This article is another in the copyright-optimism camp, but less in an economic way than in an intellectual property protection way. It is targeted to online copyright content owners, and offers insights on one’s rights and recourse involving copyright infringement. The author understands and accepts the culture of the internet, and that copyright owners may have differing attitudes about the use of their work. The stance is moderate and professional, illustrating a slow series of steps one can take without rushing to judgment or litigation. She offers examples of preliminary letters to send to infringers, how to contact them and gather information, create a paper trail, establish ownership of your work, register with the copyright office, send a cease and desist order, and request a search engine ban. The use of threats and lawsuits is downplayed, and the emphasis is on protection of your work, if that protection is so desired. There is no single online agency to help with content piracy- the fight is up to the individual, and this article stresses the importance of education and awareness of copyright issues with individual creators.

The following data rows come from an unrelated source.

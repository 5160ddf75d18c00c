use yew::prelude::*;

use crate::registry::{self, ModelDescriptor};

#[derive(Properties, PartialEq)]
pub struct ModelPickerProps {
    pub selected: &'static str,
    pub on_select: Callback<String>,
}

#[function_component(ModelPicker)]
pub fn model_picker(props: &ModelPickerProps) -> Html {
    let open = use_state(|| false);
    let current = registry::resolve_model(props.selected);

    let css = r#"
        .model-picker { position: relative; }
        .model-menu { position: absolute; right: 0; top: 44px; width: 320px; max-height: 420px; overflow-y: auto; background: var(--bg-app); border: 1px solid var(--border-color); border-radius: 8px; box-shadow: 0 10px 15px -3px rgba(0,0,0,0.15); z-index: 50; padding: 6px 0; }
        .model-group { padding: 6px 12px; font-size: 0.7rem; text-transform: uppercase; letter-spacing: 0.05em; color: var(--text-secondary); }
        .model-option { padding: 8px 12px; cursor: pointer; display: flex; justify-content: space-between; align-items: center; gap: 8px; font-size: 0.85rem; }
        .model-option:hover { background: rgba(127,127,127,0.12); }
        .model-option.selected { background: rgba(124,58,237,0.12); }
        .model-option .model-id { font-size: 0.7rem; color: var(--text-secondary); }
    "#;

    let option = |model: &'static ModelDescriptor| {
        let on_select = props.on_select.clone();
        let open = open.clone();
        let badge = model.badge();
        let selected = model.id == current.id;
        html! {
            <div
                class={classes!("model-option", selected.then(|| "selected"))}
                onclick={Callback::from(move |_| {
                    on_select.emit(model.id.to_string());
                    open.set(false);
                })}
            >
                <div>
                    <div>{ model.display_name }</div>
                    <div class="model-id">
                        { model.id }
                        if let Some(provider) = model.provider {
                            { format!(" · {}", provider) }
                        }
                    </div>
                </div>
                <span class={badge.css_class()}>{ badge.label() }</span>
            </div>
        }
    };

    let toggle = {
        let open = open.clone();
        Callback::from(move |_| open.set(!*open))
    };

    html! {
        <>
            <style>{ css }</style>
            <div class="model-picker">
                <button class="btn" onclick={toggle}>
                    { current.display_name }{ " ▾" }
                </button>
                if *open {
                    <div class="model-menu">
                        <div class="model-group">{ "Base Models" }</div>
                        { for registry::base_models().map(&option) }
                        <div class="model-group">{ "Fine-tuned Models" }</div>
                        { for registry::fine_tuned_models().map(&option) }
                    </div>
                }
            </div>
        </>
    }
}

Even in this copyright-optimistic world, there is still room for Creative Commons. The author mentions Creative Commons licenses as a good way to display and track the protections of your work. Since the focus of the article is on individuals and not large corporations or big business, it touches on more personal content matters and ways individuals can take back and control their rights. The importance of creative control for lesser-known and less powerful copyright owners cannot be accentuated enough. The resulting discussion from this article shows how interested people are in learning more about online content issues – what their rights are, and how to get exposure, but still protect their work. Almost everyone is an online content owner in 2006 – with writings, research, photography or art somewhere on the web. If more people knew about their options and their rights, the tide could start to turn away from our current over-extensive copyright culture. This article demonstrates the vital nature of individual creators, and how key it is that they continue to create. Some people get frustrated with the internet, and feel it is too expensive or time-consuming to post online content – they fear piracy, the takeover of large corporations, or their perceived lack of protection. There are a variety of myths perpetrated about copyrighted content – that once you put something on the internet it is free to be taken, that online copyright protection is only for media conglomerates, or that content is not copyrighted until you register it. This article dispels those myths (along with many more), and shows how new licensing models like Creative Commons can help in more ways than one. It can give control over one’s rights back to the individual and educate them, which can then increase access to creative works on the web, and give society more ammunition to fight increasing copyright control.
Call#: Van Pelt Library KF2979 .M348 2005
Freedom of Expression is a very recent book in the tradition of Free Culture and The Future of Ideas. McLeod describes how the two main enemies of the creative public are the CTEA and the DMCA. He has a more optimistic view than we see in Lessig’s writings – he believes that individuals do have options when it comes to “overzealous copyright bozos”. Fair use is expensive, but should be used in court cases, following the principle of “use it or lose it”. And individuals should not back down when confronted with frivolous threats or lawsuits – they should do their research, educate themselves and others, and explore spaces and holes in the law. He also gives examples of free speech cases where the “copyright bozos” lost, including Nader v. MasterCard, “Victor’s Little Secret” v Victoria’s Secret, and Annie Liebowitz’s case against the Naked Gun franchise.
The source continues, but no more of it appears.